Auch Bergbahnvertreter Jordan geht nicht davon aus, «dass die deutsche Reisewarnung dramatische Auswirkungen auf uns hat». Aber er spüre eine Verunsicherung bei den Stammgästen.

Grundsätzlich gebe es mehr Erklärungsbedarf, den Gästen mitzuteilen, wie sie bei all den Massnahmen ihre Ferien geniessen könnten, sagte Leuenberger: «Wir wollen, dass die Leute sich erholen können.»

Hier würden einheitliche Massnahmen für die ganze Schweiz helfen, sagte Steiner.
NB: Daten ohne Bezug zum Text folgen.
use crate::error::{CfError, CfResult, ErrorKind};
use serde::{Deserialize, Serialize};

/// A single field transform in a declarative mapping (spec §4.4, REDESIGN FLAG:
/// transforms are validated once at load time via [`CompiledMapping::compile`]
/// rather than re-checked on every item, so a malformed mapping file fails fast
/// instead of silently no-op'ing on the first record it touches).
#[derive(Debug, Clone, Serialize, Deserialize)]
#[serde(tag = "kind", rename_all = "kebab-case")]
pub enum Transform {
    Identity,
    CleanText,
    ExtractKeywords { max: usize },
    ExtractIds { pattern: String },
    ExtractUrls,
    ToIsoDate { source_format: String },
}

/// A single source-field to destination-field rule, as read from a mapping file.
#[derive(Debug, Clone, Serialize, Deserialize)]
pub struct FieldRule {
    pub source_field: String,
    pub dest_field: String,
    #[serde(default)]
    pub transform: Option<Transform>,
    #[serde(default)]
    pub required: bool,
}

/// A raw, as-parsed mapping document (spec §4.4 `Mapping`).
#[derive(Debug, Clone, Serialize, Deserialize)]
pub struct RawMapping {
    pub name: String,
    pub id_field: String,
    pub title_field: String,
    pub fields: Vec<FieldRule>,
}

/// A [`RawMapping`] that has passed load-time validation: every [`Transform`]
/// variant used is structurally well-formed (e.g. `extract_ids`'s regex compiles)
/// and `id_field`/`title_field` are present among `fields` or equal to a content key.
#[derive(Debug, Clone)]
pub struct CompiledMapping {
    pub raw: RawMapping,
}

impl TryFrom<RawMapping> for CompiledMapping {
    type Error = CfError;

    fn try_from(raw: RawMapping) -> CfResult<Self> {
        if raw.id_field.is_empty() {
            return Err(CfError::new(
                ErrorKind::TransformFailed,
                format!("mapping '{}' has an empty id_field", raw.name),
            ));
        }
        for rule in &raw.fields {
            if let Some(Transform::ExtractIds { pattern }) = &rule.transform {
                regex::Regex::new(pattern).map_err(|e| {
                    CfError::with_source(
                        ErrorKind::TransformFailed,
                        format!(
                            "mapping '{}' field '{}': invalid extract_ids pattern",
                            raw.name, rule.dest_field
                        ),
                        e,
                    )
                })?;
            }
            if let Some(Transform::ExtractKeywords { max }) = &rule.transform {
                if *max == 0 {
                    return Err(CfError::new(
                        ErrorKind::TransformFailed,
                        format!(
                            "mapping '{}' field '{}': extract_keywords max must be > 0",
                            raw.name, rule.dest_field
                        ),
                    ));
                }
            }
        }
        Ok(CompiledMapping { raw })
    }
}

#[cfg(test)]
mod tests {
    use super::*;

    fn sample(fields: Vec<FieldRule>) -> RawMapping {
        RawMapping {
            name: "test".into(),
            id_field: "id".into(),
            title_field: "title".into(),
            fields,
        }
    }

    #[test]
    fn rejects_empty_id_field() {
        let mut raw = sample(vec![]);
        raw.id_field = String::new();
        assert!(CompiledMapping::try_from(raw).is_err());
    }

    #[test]
    fn rejects_invalid_extract_ids_regex() {
        let raw = sample(vec![FieldRule {
            source_field: "body".into(),
            dest_field: "ids".into(),
            transform: Some(Transform::ExtractIds {
                pattern: "(unclosed".into(),
            }),
            required: false,
        }]);
        assert!(CompiledMapping::try_from(raw).is_err());
    }

    #[test]
    fn rejects_zero_max_keywords() {
        let raw = sample(vec![FieldRule {
            source_field: "body".into(),
            dest_field: "keywords".into(),
            transform: Some(Transform::ExtractKeywords { max: 0 }),
            required: false,
        }]);
        assert!(CompiledMapping::try_from(raw).is_err());
    }

    #[test]
    fn accepts_well_formed_mapping() {
        let raw = sample(vec![FieldRule {
            source_field: "body".into(),
            dest_field: "clean_body".into(),
            transform: Some(Transform::CleanText),
            required: true,
        }]);
        assert!(CompiledMapping::try_from(raw).is_ok());
    }
}

/// The set of structure templates known to the detector (spec §4.4).
#[derive(Debug, Clone, Copy, PartialEq, Eq, Serialize, Deserialize)]
#[serde(rename_all = "kebab-case")]
pub enum StructureTemplate {
    IssueTracker,
    WikiPage,
    Generic,
}
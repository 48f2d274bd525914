use base64::Engine;
use cf_core::{CfError, CfResult, ErrorKind};
use image::DynamicImage;
use pdfium_render::prelude::*;
use std::path::Path;

use crate::BoundingBox;

fn center_of(bbox: &BoundingBox) -> (f64, f64) {
    (bbox.x + bbox.width / 2.0, bbox.y + bbox.height / 2.0)
}

/// One embedded raster image recovered from a page's object list.
pub struct ExtractedImage {
    pub bytes: Vec<u8>,
    pub base64: String,
    pub width: u32,
    pub height: u32,
    pub index: u32,
    /// Page-space bounding box, stored on the artefact and used to find the
    /// text nearest this image for "surrounding text" (spec §3/§4.7).
    pub bbox: BoundingBox,
}

/// A span of page text with its bounding box, used to find the text nearest
/// an image for the "surrounding text" context passed to C8.
pub struct TextBlock {
    pub text: String,
    pub bbox: BoundingBox,
}

/// Thin wrapper around pdfium, grounded on the teacher's `PdfEngine`.
pub struct PdfEngine {
    pdfium: Pdfium,
}

impl PdfEngine {
    pub fn new() -> CfResult<Self> {
        let bindings = Pdfium::bind_to_system_library()
            .or_else(|_| Pdfium::bind_to_library(Pdfium::pdfium_platform_library_name_at_path(".")))
            .map_err(|e| {
                CfError::new(
                    ErrorKind::PdfUnreadable,
                    format!("failed to load pdfium library: {e}"),
                )
            })?;
        Ok(Self {
            pdfium: Pdfium::new(bindings),
        })
    }

    pub fn open_document<'a>(&'a self, path: &Path) -> CfResult<PdfDocument<'a>> {
        self.pdfium.load_pdf_from_file(path, None).map_err(|e| {
            CfError::new(
                ErrorKind::PdfUnreadable,
                format!("failed to open PDF '{}': {e}", path.display()),
            )
        })
    }

    pub fn page_count(doc: &PdfDocument) -> u32 {
        doc.pages().len() as u32
    }

    /// Fraction of page area covered by image/vector objects, used as the
    /// `auto` raster-mode trigger (coverage >= 0.45 and < 40 chars of text).
    pub fn get_image_coverage(page: &PdfPage) -> f64 {
        let page_area = page.width().value as f64 * page.height().value as f64;
        if page_area == 0.0 {
            return 0.0;
        }
        let mut covered = 0.0;
        for object in page.objects().iter() {
            if matches!(
                object.object_type(),
                PdfPageObjectType::Image | PdfPageObjectType::Path
            ) {
                if let Ok(bounds) = object.bounds() {
                    let w = (bounds.right().value - bounds.left().value).abs() as f64;
                    let h = (bounds.top().value - bounds.bottom().value).abs() as f64;
                    covered += w * h;
                }
            }
        }
        (covered / page_area).min(1.0)
    }

    pub fn render_page_as_image(page: &PdfPage, dpi: u32) -> CfResult<(String, Vec<u8>)> {
        let scale = dpi as f32 / 72.0;
        let width = (page.width().value * scale) as i32;
        let height = (page.height().value * scale) as i32;

        let config = PdfRenderConfig::new()
            .set_target_width(width)
            .set_target_height(height);

        let bitmap = page
            .render_with_config(&config)
            .map_err(|e| CfError::new(ErrorKind::PdfUnreadable, format!("failed to render page: {e}")))?;
        let img: DynamicImage = bitmap.as_image();

        let mut png_bytes = Vec::new();
        let mut cursor = std::io::Cursor::new(&mut png_bytes);
        img.write_to(&mut cursor, image::ImageFormat::Png)
            .map_err(|e| CfError::new(ErrorKind::PdfUnreadable, format!("failed to encode PNG: {e}")))?;
        let b64 = base64::engine::general_purpose::STANDARD.encode(&png_bytes);
        Ok((b64, png_bytes))
    }

    pub fn extract_page_text(page: &PdfPage) -> String {
        page.text().map(|t| t.all()).unwrap_or_default().trim().to_string()
    }

    /// Text blocks with page-space centers, used to rank nearby text for an
    /// extracted image (spec §4.7 step 4: sort by Euclidean distance).
    pub fn extract_text_blocks(page: &PdfPage) -> Vec<TextBlock> {
        let Ok(text) = page.text() else {
            return Vec::new();
        };
        let mut blocks = Vec::new();
        for segment in text.segments().iter() {
            let s = segment.text();
            if s.trim().is_empty() {
                continue;
            }
            let bounds = segment.bounds();
            let bbox = BoundingBox {
                x: bounds.left().value as f64,
                y: bounds.bottom().value as f64,
                width: (bounds.right().value - bounds.left().value).abs() as f64,
                height: (bounds.top().value - bounds.bottom().value).abs() as f64,
            };
            blocks.push(TextBlock { text: s, bbox });
        }
        blocks
    }

    pub fn extract_page_images(page: &PdfPage, min_size: u32) -> CfResult<Vec<ExtractedImage>> {
        let mut images = Vec::new();
        let mut idx: u32 = 0;

        for object in page.objects().iter() {
            if object.object_type() != PdfPageObjectType::Image {
                continue;
            }
            let Some(image_object) = object.as_image_object() else {
                continue;
            };
            let Ok(raw_image) = image_object.get_raw_image() else {
                continue;
            };
            let (w, h) = (raw_image.width(), raw_image.height());
            if w < min_size || h < min_size {
                continue;
            }
            idx += 1;

            let mut png_bytes = Vec::new();
            let mut cursor = std::io::Cursor::new(&mut png_bytes);
            if raw_image.write_to(&mut cursor, image::ImageFormat::Png).is_err() {
                continue;
            }
            let b64 = base64::engine::general_purpose::STANDARD.encode(&png_bytes);

            let bbox = object
                .bounds()
                .map(|b| BoundingBox {
                    x: b.left().value as f64,
                    y: b.bottom().value as f64,
                    width: (b.right().value - b.left().value).abs() as f64,
                    height: (b.top().value - b.bottom().value).abs() as f64,
                })
                .unwrap_or_default();

            images.push(ExtractedImage {
                bytes: png_bytes,
                base64: b64,
                width: w,
                height: h,
                index: idx,
                bbox,
            });
        }

        Ok(images)
    }
}

const SURROUNDING_TEXT_MAX_CHARS: usize = 500;

/// All text blocks on the page, concatenated closest-to-`center` first and
/// truncated to [`SURROUNDING_TEXT_MAX_CHARS`] (spec §4.7 step 4: distance
/// order, not a fixed block count).
pub fn surrounding_text(blocks: &[TextBlock], center: (f64, f64)) -> String {
    let mut scored: Vec<(f64, &str)> = blocks
        .iter()
        .map(|b| {
            let (bx, by) = center_of(&b.bbox);
            let dx = bx - center.0;
            let dy = by - center.1;
            ((dx * dx + dy * dy).sqrt(), b.text.as_str())
        })
        .collect();
    scored.sort_by(|a, b| a.0.partial_cmp(&b.0).unwrap_or(std::cmp::Ordering::Equal));
    let joined = scored.into_iter().map(|(_, t)| t).collect::<Vec<_>>().join(" ");
    crate::cleanup::truncate_str(&joined, SURROUNDING_TEXT_MAX_CHARS).to_string()
}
Dann würden sich die Gäste weniger Fragen stellen.

Bergbahn-Vertreter Jordan stellt fest, dass es seit der Einführung der allgemeinen Maskenpflicht in geschlossenen Räumen weniger Diskussionen mit den Gästen gebe. Die allgemeine Vorschrift habe die Akzeptanz der Maskenpflicht bei den Schweizern erhöht. Vielen sei nicht bewusst gewesen, dass die Bergbahnen zum öffentlichen Verkehr gehörten, wo die Maskenpflicht gelte.

Viel mehr Schweizer Gäste

Die Bedeutung der Schweizer Touristen habe seit dem Corona-Ausbruch massiv zugenommen. «Normalerweise haben wir weniger als 20 Prozent Schweizer Gäste», sagte Hoteldirektor Leuenberger. Gegenwärtig machten sie mehr als 50 Prozent der Buchungen aus. Es kämen auch viel mehr Westschweizer als früher. Jetzt höre man im Engadin auch Französisch, nachdem bisher vor allem Italienisch gesprochen worden sei, sagte Jordan.

Ein Vorteil des Engadins gegenüber anderen Skiorten sei in der Pandemie die Weite des Bergtals, sagte Steiner. «Langlaufen, Winterwandern, Skitouren, Schneeschuhlaufen werden in unserem weiten Hochtal boomen. Skifahren findet selbstverständlich auch statt.» Abstand halten sei kein Problem.

Das Damoklesschwert sei die Ungewissheit über den Pandemieverlauf und allfällige weitere Eindämmungsmassnahmen. Wenn man mit den jetzigen Schutzkonzepten und Massnahmen in den Winter starten könne und die Anlagen und Hotels offen blieben, gehe man von einer guten Saison aus, sagte Steiner.

Die Hotels seien über die Weihnachtszeit und im Februar laut einer Umfrage gut gebucht. Bei den Ferienwohnungen gebe es gar einen Boom, sagte Steiner. «Wir gehen davon aus, dass wir mit blauem Auge davon kommen.» Bergbahnvertreter Jordan rechnet mit einem Minus im tiefen zweistelligen Prozentbereich für die ganze Saison.